For purposes of this Agreement, "Cause" shall mean: 

  -3-

          (i) conviction of the Option Holder of a felony involving moral turpitude or dishonesty; 

          (ii) the Option Holder, in carrying out his or her duties for the Company, has been guilty of (1) gross neglect or (2) willful misconduct; provided, however, that any act or failure to act by the Option Holder shall not constitute Cause for this purpose if such act or failure to act was committed, or omitted, by the Option
Holder in good faith and in a manner reasonably believed to be in the overall best interests of the Company. The determination of whether the Option Holder acted in good faith and that he or she reasonably believed his or her action to be in the
Company's overall best interest will be in the reasonable judgment of the Committee; or 

          (iii) the Option Holder’s continued willful refusal to obey any appropriate policy or requirement duly adopted by the Company and the continuance of such refusal after receipt of notice.

          (f) Death After Service. In the event the Option Holder dies after his or her Termination of Service at a time
when all or a portion of the Option remains exercisable, the estate or other legal representative of the Option Holder shall be entitled to exercise the portion of the Option that remains exercisable during the period the Option Holder would have
been eligible to exercise the Option had the Option Holder not died. 

          (g) Exercise of Option. In order to exercise the Option, the Option Holder shall submit to the Company an
instrument in writing specifying the number of Shares in respect of which the Option is being exercised, accompanied by payment, in a manner acceptable to the Committee, of the Option Price of the Shares in respect of which the Option is being
exercised. Shares shall then be issued by the Company; provided, however, that the Company shall not be obligated to issue any
Shares hereunder if the issuance of such Shares would violate the provisions of any applicable law. 

          (h) No Rights of Shareholder; No Rights of Continued Employment. The Option Holder shall not, by virtue of the
Option, be entitled to any rights of a shareholder of the Company until Shares are issued to the Option Holder. The grant of the Option shall not confer on the Option Holder any right with respect to continuance of the Option Holder's service with
the Company nor shall such grant interfere in any way with the right of the Company to terminate the Option Holder’s service at any time. 

          (i) Nonassignability.

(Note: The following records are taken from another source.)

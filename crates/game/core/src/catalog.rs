//! Static catalog entries (items, nanos, perks) and catalog-wide queries.
//!
//! Entries are immutable once built. Raw criteria coming from catalog files
//! are decoded into typed [`Criterion`]s here, which is the only place
//! operator codes are interpreted.

use std::collections::{BTreeSet, HashMap};

use crate::config::UnknownOperatorPolicy;
use crate::criteria::{
    Criterion, CriterionSequence, Evaluation, Evaluator, Operator, OperatorTable,
    is_eligible_for_actor,
};
use crate::error::CatalogError;
use crate::stats::{ActorStats, BonusSource, EffectRecord, SourceKind, StatId};

/// Catalog identifier of an entry (the game's AOID).
#[derive(Clone, Copy, Debug, Default, PartialEq, Eq, PartialOrd, Ord, Hash)]
#[cfg_attr(feature = "serde", derive(serde::Serialize, serde::Deserialize))]
#[cfg_attr(feature = "serde", serde(transparent))]
pub struct EntryId(pub u32);

impl core::fmt::Display for EntryId {
    fn fmt(&self, f: &mut core::fmt::Formatter<'_>) -> core::fmt::Result {
        write!(f, "#{}", self.0)
    }
}

#[derive(
    Clone,
    Copy,
    Debug,
    PartialEq,
    Eq,
    Hash,
    strum::Display,
    strum::EnumString,
    strum::AsRefStr,
)]
#[cfg_attr(feature = "serde", derive(serde::Serialize, serde::Deserialize))]
#[strum(serialize_all = "snake_case", ascii_case_insensitive)]
pub enum EntryKind {
    Item,
    Nano,
    Perk,
}

/// Action a requirement list is attached to.
#[derive(
    Clone,
    Copy,
    Debug,
    PartialEq,
    Eq,
    Hash,
    strum::Display,
    strum::EnumString,
    strum::AsRefStr,
)]
#[cfg_attr(feature = "serde", derive(serde::Serialize, serde::Deserialize))]
#[strum(serialize_all = "snake_case", ascii_case_insensitive)]
pub enum ActionKind {
    Use,
    Wear,
    Wield,
    Cast,
}

/// An action and the criteria that gate it.
#[derive(Clone, Debug, PartialEq, Eq)]
#[cfg_attr(feature = "serde", derive(serde::Serialize, serde::Deserialize))]
pub struct Action {
    pub kind: ActionKind,
    pub criteria: CriterionSequence,
}

/// A criterion as stored in catalog files: the operator is still a raw code.
#[derive(Clone, Copy, Debug, PartialEq, Eq)]
#[cfg_attr(feature = "serde", derive(serde::Serialize, serde::Deserialize))]
pub struct RawCriterion {
    pub stat: i32,
    pub operator: i32,
    pub value: i32,
}

/// A raw criterion dropped under [`UnknownOperatorPolicy::Skip`].
#[derive(Clone, Copy, Debug, PartialEq, Eq)]
pub struct SkippedCriterion {
    /// Position in the raw list.
    pub index: usize,
    pub raw: RawCriterion,
}

/// Decodes raw criteria in order.
///
/// Under [`UnknownOperatorPolicy::Skip`] an unknown code drops its criterion,
/// and a target modifier directly before it is dropped as well so that the
/// modifier cannot end up scoping an unrelated criterion.
pub fn decode_criteria(
    raw: &[RawCriterion],
    table: &OperatorTable,
    policy: UnknownOperatorPolicy,
) -> Result<(CriterionSequence, Vec<SkippedCriterion>), CatalogError> {
    let mut criteria: Vec<Criterion> = Vec::with_capacity(raw.len());
    let mut skipped = Vec::new();

    for (index, item) in raw.iter().enumerate() {
        match table.decode(item.operator) {
            Ok(operator) => criteria.push(Criterion::new(StatId(item.stat), operator, item.value)),
            Err(err) => match policy {
                UnknownOperatorPolicy::Reject => return Err(err),
                UnknownOperatorPolicy::Skip => {
                    if criteria
                        .last()
                        .is_some_and(|last| last.operator == Operator::TargetModifier)
                    {
                        criteria.pop();
                    }
                    skipped.push(SkippedCriterion { index, raw: *item });
                }
            },
        }
    }

    Ok((CriterionSequence::new(criteria), skipped))
}

/// An item, nano or perk.
#[derive(Clone, Debug, PartialEq, Eq)]
#[cfg_attr(feature = "serde", derive(serde::Serialize, serde::Deserialize))]
pub struct CatalogEntry {
    pub id: EntryId,
    pub name: String,
    pub kind: EntryKind,
    pub actions: Vec<Action>,
    pub effects: Vec<EffectRecord>,
}

impl CatalogEntry {
    /// Criteria for `action`, if the entry defines that action.
    pub fn requirements(&self, action: ActionKind) -> Option<&CriterionSequence> {
        self.actions
            .iter()
            .find(|candidate| candidate.kind == action)
            .map(|candidate| &candidate.criteria)
    }

    /// Evaluates the criteria of `action`. An undefined action has no
    /// requirements.
    pub fn check(&self, action: ActionKind, actor: &ActorStats, evaluator: &Evaluator) -> Evaluation {
        match self.requirements(action) {
            Some(criteria) => evaluator.evaluate(criteria, actor),
            None => evaluator.evaluate(&CriterionSequence::empty(), actor),
        }
    }

    /// Eligibility of `actor` for `action` along the `filter` dimensions.
    pub fn is_eligible(
        &self,
        action: ActionKind,
        actor: &ActorStats,
        filter: &BTreeSet<StatId>,
    ) -> bool {
        self.requirements(action)
            .is_none_or(|criteria| is_eligible_for_actor(criteria, actor, filter))
    }

    /// This entry as a bonus source.
    pub fn bonus_source(&self, kind: SourceKind, active: bool) -> BonusSource {
        BonusSource {
            name: self.name.clone(),
            kind,
            active,
            effects: self.effects.clone(),
        }
    }
}

/// Immutable, id-indexed collection of entries.
#[derive(Clone, Debug, Default)]
pub struct Catalog {
    entries: Vec<CatalogEntry>,
    index: HashMap<EntryId, usize>,
}

impl Catalog {
    /// Builds a catalog, rejecting duplicate ids.
    pub fn new(entries: Vec<CatalogEntry>) -> Result<Self, CatalogError> {
        let mut index = HashMap::with_capacity(entries.len());
        for (position, entry) in entries.iter().enumerate() {
            if index.insert(entry.id, position).is_some() {
                return Err(CatalogError::DuplicateEntry { id: entry.id });
            }
        }
        Ok(Self { entries, index })
    }

    pub fn get(&self, id: EntryId) -> Option<&CatalogEntry> {
        self.index.get(&id).map(|&position| &self.entries[position])
    }

    /// Like [`get`](Self::get), as an error for callers that need one.
    pub fn entry(&self, id: EntryId) -> Result<&CatalogEntry, CatalogError> {
        self.get(id).ok_or(CatalogError::UnknownEntry { id })
    }

    pub fn entries(&self) -> &[CatalogEntry] {
        &self.entries
    }

    pub fn len(&self) -> usize {
        self.entries.len()
    }

    pub fn is_empty(&self) -> bool {
        self.entries.is_empty()
    }

    /// Evaluates the `action` requirements of entry `id`.
    pub fn check(
        &self,
        id: EntryId,
        action: ActionKind,
        actor: &ActorStats,
        evaluator: &Evaluator,
    ) -> Result<Evaluation, CatalogError> {
        Ok(self.entry(id)?.check(action, actor, evaluator))
    }

    /// Entries that define `action` and whose criteria leave `actor`
    /// eligible along the `filter` dimensions.
    pub fn filter_eligible<'a>(
        &'a self,
        action: ActionKind,
        actor: &'a ActorStats,
        filter: &'a BTreeSet<StatId>,
    ) -> impl Iterator<Item = &'a CatalogEntry> + 'a {
        self.entries.iter().filter(move |entry| {
            entry
                .requirements(action)
                .is_some_and(|criteria| is_eligible_for_actor(criteria, actor, filter))
        })
    }

    /// Bonus sources for the given entry ids. Unknown ids are returned
    /// separately so the caller can report them.
    pub fn bonus_sources(
        &self,
        ids: &[EntryId],
        kind: SourceKind,
    ) -> (Vec<BonusSource>, Vec<EntryId>) {
        let mut sources = Vec::with_capacity(ids.len());
        let mut missing = Vec::new();
        for &id in ids {
            match self.get(id) {
                Some(entry) => sources.push(entry.bonus_source(kind, true)),
                None => missing.push(id),
            }
        }
        (sources, missing)
    }
}
//! Logging setup for the CLI.
//!
//! Logs go to stderr so command output on stdout stays clean.

use anyhow::Result;
use tracing_subscriber::EnvFilter;
use tracing_subscriber::layer::SubscriberExt;
use tracing_subscriber::util::SubscriberInitExt;

/// Installs the global subscriber.
///
/// `verbose` forces `debug`; otherwise `RUST_LOG` wins over `default_level`.
pub fn setup_logging(default_level: &str, verbose: bool) -> Result<()> {
    let env_filter = if verbose {
        EnvFilter::try_new("debug")?
    } else {
        EnvFilter::try_from_default_env().or_else(|_| EnvFilter::try_new(default_level))?
    };

    let stderr_layer = tracing_subscriber::fmt::layer()
        .with_writer(std::io::stderr)
        .with_target(false);

    tracing_subscriber::registry()
        .with(env_filter)
        .with(stderr_layer)
        .try_init()?;

    Ok(())
}
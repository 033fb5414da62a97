//! Stat bonus breakdown of a profile.

use std::fmt::Write;

use anyhow::Result;
use aoplan_content::ContentFactory;
use aoplan_core::SourceKind;
use clap::Parser;
use console::style;

use super::PlannedProfile;

/// Show stat bonuses from equipment, perks and buffs
#[derive(Parser)]
pub struct Bonuses {
    /// Profile name (file name under profiles/ without .ron)
    #[arg(value_name = "PROFILE")]
    profile: String,

    /// Also list the active bonus sources
    #[arg(short, long)]
    sources: bool,
}

impl Bonuses {
    pub fn execute(self, factory: &ContentFactory) -> Result<()> {
        print!("{}", self.report(factory)?);
        Ok(())
    }

    fn report(&self, factory: &ContentFactory) -> Result<String> {
        let planned = PlannedProfile::load(factory, &self.profile)?;
        let breakdown = &planned.breakdown;

        let mut out = String::new();
        writeln!(
            out,
            "{} {}",
            style("Bonuses for").bold().cyan(),
            planned.profile.name
        )?;
        writeln!(out)?;

        if self.sources {
            writeln!(out, "{}", style("Active sources:").bold().yellow())?;
            for source in planned.profile.bonus_sources(&planned.content.catalog) {
                writeln!(out, "  {:<10} {}", source.kind, source.name)?;
            }
            writeln!(out)?;
        }

        let total = breakdown.total();
        if total.is_empty() {
            writeln!(out, "No stat bonuses")?;
            return Ok(out);
        }

        writeln!(
            out,
            "  {:<34} {:>9} {:>6} {:>6} {:>6}",
            "stat", "equipment", "perks", "buffs", "total"
        )?;
        for (stat, amount) in total.iter() {
            writeln!(
                out,
                "  {:<34} {:>9} {:>6} {:>6} {:>6}",
                stat.to_string(),
                breakdown.for_kind(SourceKind::Equipment).get(stat),
                breakdown.for_kind(SourceKind::Perk).get(stat),
                breakdown.for_kind(SourceKind::Buff).get(stat),
                style(amount).bold()
            )?;
        }

        Ok(out)
    }
}

#[cfg(test)]
mod tests {
    use super::*;
    use crate::commands::bundled_data;

    #[test]
    fn breakdown_splits_nano_programming_by_source_kind() {
        let report = Bonuses::try_parse_from(["bonuses", "nanotech", "--sources"])
            .expect("valid arguments")
            .report(&bundled_data())
            .expect("bonuses run");

        assert!(report.contains("Active sources:"));
        assert!(report.contains("Notum Overflow"));
        let row = report
            .lines()
            .find(|line| line.trim_start().starts_with("nano_programming(160)"))
            .expect("nano programming row");
        let columns: Vec<_> = row.split_whitespace().skip(1).collect();
        assert_eq!(columns, vec!["50", "0", "20", "70"]);
    }
}
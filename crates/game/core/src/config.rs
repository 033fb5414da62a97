use std::collections::BTreeSet;

use crate::criteria::{CriteriaGrammar, Evaluator, OperatorTable, default_eligibility_stats};
use crate::stats::{BonusAggregator, BonusRules, StatId};

/// What to do with a criterion whose operator code the table does not know.
#[derive(Clone, Copy, Debug, Default, PartialEq, Eq, strum::Display, strum::EnumString)]
#[cfg_attr(feature = "serde", derive(serde::Serialize, serde::Deserialize))]
#[cfg_attr(feature = "serde", serde(rename_all = "snake_case"))]
#[strum(serialize_all = "snake_case", ascii_case_insensitive)]
pub enum UnknownOperatorPolicy {
    /// Drop the criterion (and a target modifier right before it).
    #[default]
    Skip,
    /// Refuse to load the entry.
    Reject,
}

/// Rules configuration and tunable catalog conventions.
#[derive(Clone, Debug, PartialEq, Eq)]
#[cfg_attr(feature = "serde", derive(serde::Serialize, serde::Deserialize))]
#[cfg_attr(feature = "serde", serde(default))]
pub struct RulesConfig {
    /// How AND/OR markers combine comparisons.
    pub grammar: CriteriaGrammar,
    /// Raw operator code mapping used at ingestion.
    pub operators: OperatorTable,
    pub unknown_operators: UnknownOperatorPolicy,
    /// Which effects count as stat bonuses.
    pub bonus: BonusRules,
    /// Stats consulted by catalog eligibility filtering.
    pub eligibility_stats: BTreeSet<StatId>,
}

impl RulesConfig {
    pub fn new() -> Self {
        Self {
            grammar: CriteriaGrammar::default(),
            operators: OperatorTable::default(),
            unknown_operators: UnknownOperatorPolicy::default(),
            bonus: BonusRules::default(),
            eligibility_stats: default_eligibility_stats(),
        }
    }

    pub fn evaluator(&self) -> Evaluator {
        Evaluator::new(self.grammar)
    }

    pub fn aggregator(&self) -> BonusAggregator {
        BonusAggregator::new(self.bonus.clone())
    }
}

impl Default for RulesConfig {
    fn default() -> Self {
        Self::new()
    }
}
//! Criterion operators and their catalog encoding.

use crate::error::CatalogError;

/// Kind of a single criterion.
///
/// Comparisons test one actor stat against the operand. Markers carry no
/// comparison of their own: they shape how neighbouring comparisons combine
/// (`LogicalAnd`, `LogicalOr`) or whom the next criterion is about
/// (`TargetModifier`).
#[derive(
    Clone,
    Copy,
    Debug,
    PartialEq,
    Eq,
    PartialOrd,
    Ord,
    Hash,
    strum::Display,
    strum::EnumString,
    strum::AsRefStr,
)]
#[cfg_attr(feature = "serde", derive(serde::Serialize, serde::Deserialize))]
#[strum(serialize_all = "snake_case", ascii_case_insensitive)]
pub enum Operator {
    Equal,
    NotEqual,
    LessThan,
    GreaterThan,
    /// Every bit of the operand is set in the actor's stat.
    StatBitSet,
    /// No bit of the operand is set in the actor's stat.
    StatBitNotSet,
    LogicalAnd,
    LogicalOr,
    /// The next criterion constrains the action's target, not the actor.
    TargetModifier,
}

impl Operator {
    pub const fn is_comparison(self) -> bool {
        matches!(
            self,
            Self::Equal
                | Self::NotEqual
                | Self::LessThan
                | Self::GreaterThan
                | Self::StatBitSet
                | Self::StatBitNotSet
        )
    }

    /// Comparisons that exclude values rather than select them.
    pub const fn is_exclusion(self) -> bool {
        matches!(self, Self::NotEqual | Self::StatBitNotSet)
    }

    /// Applies this operator to an actor value. Markers never match.
    pub const fn compare(self, actual: i32, operand: i32) -> bool {
        match self {
            Self::Equal => actual == operand,
            Self::NotEqual => actual != operand,
            Self::LessThan => actual < operand,
            Self::GreaterThan => actual > operand,
            Self::StatBitSet => (actual & operand) == operand,
            Self::StatBitNotSet => (actual & operand) == 0,
            Self::LogicalAnd | Self::LogicalOr | Self::TargetModifier => false,
        }
    }

    /// Short symbol used when rendering criteria.
    pub const fn symbol(self) -> &'static str {
        match self {
            Self::Equal => "==",
            Self::NotEqual => "!=",
            Self::LessThan => "<",
            Self::GreaterThan => ">",
            Self::StatBitSet => "has bits",
            Self::StatBitNotSet => "lacks bits",
            Self::LogicalAnd => "AND",
            Self::LogicalOr => "OR",
            Self::TargetModifier => "ON TARGET",
        }
    }
}

/// Mapping between raw catalog operator codes and [`Operator`]s.
///
/// Defaults follow the game's catalog convention. More than one code may
/// decode to [`Operator::TargetModifier`]; add codes to `target_modifiers` when
/// the catalog scopes criteria through other markers.
#[derive(Clone, Debug, PartialEq, Eq)]
#[cfg_attr(feature = "serde", derive(serde::Serialize, serde::Deserialize))]
#[cfg_attr(feature = "serde", serde(default))]
pub struct OperatorTable {
    pub equal: i32,
    pub less_than: i32,
    pub greater_than: i32,
    pub or: i32,
    pub and: i32,
    pub target_modifiers: Vec<i32>,
    pub bit_set: i32,
    pub not_equal: i32,
    pub bit_not_set: i32,
}

impl OperatorTable {
    pub const DEFAULT_TARGET_MODIFIER: i32 = 18;

    /// Decodes a raw operator code.
    pub fn decode(&self, code: i32) -> Result<Operator, CatalogError> {
        let op = match code {
            c if c == self.equal => Operator::Equal,
            c if c == self.less_than => Operator::LessThan,
            c if c == self.greater_than => Operator::GreaterThan,
            c if c == self.or => Operator::LogicalOr,
            c if c == self.and => Operator::LogicalAnd,
            c if c == self.bit_set => Operator::StatBitSet,
            c if c == self.not_equal => Operator::NotEqual,
            c if c == self.bit_not_set => Operator::StatBitNotSet,
            c if self.target_modifiers.contains(&c) => Operator::TargetModifier,
            _ => return Err(CatalogError::UnknownOperator { code }),
        };
        Ok(op)
    }

    /// Canonical code for `op`; the first configured code for target modifiers.
    pub fn encode(&self, op: Operator) -> i32 {
        match op {
            Operator::Equal => self.equal,
            Operator::NotEqual => self.not_equal,
            Operator::LessThan => self.less_than,
            Operator::GreaterThan => self.greater_than,
            Operator::StatBitSet => self.bit_set,
            Operator::StatBitNotSet => self.bit_not_set,
            Operator::LogicalAnd => self.and,
            Operator::LogicalOr => self.or,
            Operator::TargetModifier => self
                .target_modifiers
                .first()
                .copied()
                .unwrap_or(Self::DEFAULT_TARGET_MODIFIER),
        }
    }
}

impl Default for OperatorTable {
    fn default() -> Self {
        Self {
            equal: 0,
            less_than: 1,
            greater_than: 2,
            or: 3,
            and: 4,
            target_modifiers: vec![Self::DEFAULT_TARGET_MODIFIER],
            bit_set: 22,
            not_equal: 24,
            bit_not_set: 107,
        }
    }
}
//! Item, nano and perk catalog loader.

use std::collections::HashSet;
use std::path::Path;

use aoplan_core::{
    Action, ActionKind, Catalog, CatalogEntry, EffectRecord, EntryId, EntryKind, RawCriterion,
    RulesConfig, decode_criteria,
};
use serde::{Deserialize, Serialize};

use crate::loaders::{LoadResult, read_file};

/// Catalog structure for RON files.
#[derive(Debug, Clone, Serialize, Deserialize)]
pub struct CatalogFile {
    pub entries: Vec<EntrySpec>,
}

/// One catalog entry as authored, criteria still carrying raw operator codes.
#[derive(Debug, Clone, Serialize, Deserialize)]
pub struct EntrySpec {
    pub id: EntryId,
    pub name: String,
    pub kind: EntryKind,
    #[serde(default)]
    pub actions: Vec<ActionSpec>,
    #[serde(default)]
    pub effects: Vec<EffectRecord>,
}

#[derive(Debug, Clone, Serialize, Deserialize)]
pub struct ActionSpec {
    pub kind: ActionKind,
    #[serde(default)]
    pub criteria: Vec<RawCriterion>,
}

/// Loader for the catalog from RON files.
pub struct CatalogLoader;

impl CatalogLoader {
    /// Load and decode a catalog from a RON file.
    ///
    /// Operator codes are decoded with `rules.operators`. Unknown codes are
    /// skipped or rejected per `rules.unknown_operators`. A repeated entry id
    /// keeps the first definition.
    pub fn load(path: &Path, rules: &RulesConfig) -> LoadResult<Catalog> {
        let content = read_file(path, "catalog")?;
        let catalog = Self::parse(&content, rules)
            .map_err(|e| anyhow::anyhow!("Failed to load catalog {}: {}", path.display(), e))?;

        tracing::debug!("Loaded {} catalog entries from {}", catalog.len(), path.display());
        Ok(catalog)
    }

    /// Parse and decode a catalog from RON text.
    pub fn parse(content: &str, rules: &RulesConfig) -> LoadResult<Catalog> {
        let file: CatalogFile = ron::from_str(content)
            .map_err(|e| anyhow::anyhow!("Failed to parse catalog RON: {}", e))?;

        let mut seen = HashSet::with_capacity(file.entries.len());
        let mut entries = Vec::with_capacity(file.entries.len());
        for spec in file.entries {
            if !seen.insert(spec.id) {
                tracing::warn!(
                    "Catalog entry {} ({}) is defined again; keeping the first definition",
                    spec.id,
                    spec.name
                );
                continue;
            }
            entries.push(Self::decode_entry(spec, rules)?);
        }

        Ok(Catalog::new(entries)?)
    }

    fn decode_entry(spec: EntrySpec, rules: &RulesConfig) -> LoadResult<CatalogEntry> {
        let mut actions = Vec::with_capacity(spec.actions.len());
        for action in spec.actions {
            let (criteria, skipped) =
                decode_criteria(&action.criteria, &rules.operators, rules.unknown_operators)
                    .map_err(|e| {
                        anyhow::anyhow!(
                            "Entry {} ({}) action {}: {}",
                            spec.id,
                            spec.name,
                            action.kind,
                            e
                        )
                    })?;

            for skip in &skipped {
                tracing::warn!(
                    "Entry {} ({}) action {}: skipped criterion #{} with unknown operator {}",
                    spec.id,
                    spec.name,
                    action.kind,
                    skip.index,
                    skip.raw.operator
                );
            }
            for issue in criteria.issues() {
                tracing::warn!(
                    "Entry {} ({}) action {}: {}",
                    spec.id,
                    spec.name,
                    action.kind,
                    issue
                );
            }

            actions.push(Action {
                kind: action.kind,
                criteria,
            });
        }

        Ok(CatalogEntry {
            id: spec.id,
            name: spec.name,
            kind: spec.kind,
            actions,
            effects: spec.effects,
        })
    }
}
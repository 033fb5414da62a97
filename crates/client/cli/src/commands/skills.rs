//! Skill sheet of a profile.

use std::fmt::Write;

use anyhow::Result;
use aoplan_content::ContentFactory;
use clap::Parser;
use console::style;

use super::PlannedProfile;

/// Show effective skill totals with their parts
#[derive(Parser)]
pub struct Skills {
    /// Profile name (file name under profiles/ without .ron)
    #[arg(value_name = "PROFILE")]
    profile: String,
}

impl Skills {
    pub fn execute(self, factory: &ContentFactory) -> Result<()> {
        print!("{}", self.report(factory)?);
        Ok(())
    }

    fn report(&self, factory: &ContentFactory) -> Result<String> {
        let planned = PlannedProfile::load(factory, &self.profile)?;
        let breakdown = &planned.breakdown;

        let mut out = String::new();
        writeln!(
            out,
            "{} {}",
            style("Skills for").bold().cyan(),
            planned.profile.name
        )?;
        writeln!(out)?;

        if planned.profile.skills.is_empty() {
            writeln!(out, "No invested skills")?;
            return Ok(out);
        }

        writeln!(
            out,
            "  {:<34} {:>5} {:>7} {:>5} {:>5} {:>5} {:>5} {:>6}",
            "skill", "base", "trickle", "ip", "equip", "perks", "buffs", "total"
        )?;
        for (&stat, components) in &planned.profile.skills {
            writeln!(
                out,
                "  {:<34} {:>5} {:>7} {:>5} {:>5} {:>5} {:>5} {:>6}",
                stat.to_string(),
                components.base,
                components.trickle,
                components.ip,
                breakdown.equipment.get(stat),
                breakdown.perks.get(stat),
                breakdown.buffs.get(stat),
                style(components.total_with(stat, breakdown)).bold()
            )?;
        }

        Ok(out)
    }
}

The Option may be assigned or otherwise transferred only in the following circumstances:
(i) by will or the laws of descent and distribution; (ii) by valid beneficiary designation taking effect at death made in accordance with procedures established by the Committee; or (iii) by the Option Holder to members of the Option Holder's
"immediate family," to a trust established for the exclusive benefit of solely one or more members of the Option Holder's "immediate family" and/or the Option Holder, or to a 

  -4-

partnership, limited liability company or other entity under which the only partners, members or equity holders are one or more members of the Option Holder's "immediate family" and/or the Option Holder. Any Option held by the
transferee will continue to be subject to the same terms and conditions that were applicable to the Option immediately prior to the transfer, except that the Option will be transferable by the transferee only by will or the laws of descent and
distribution. For purposes hereof, "immediate family" means the Option Holder's children, stepchildren, grandchildren, parents, stepparents, grandparents, spouse, siblings (including half brothers and sisters), nieces, nephews, in-laws, and
relationships arising because of legal adoption. 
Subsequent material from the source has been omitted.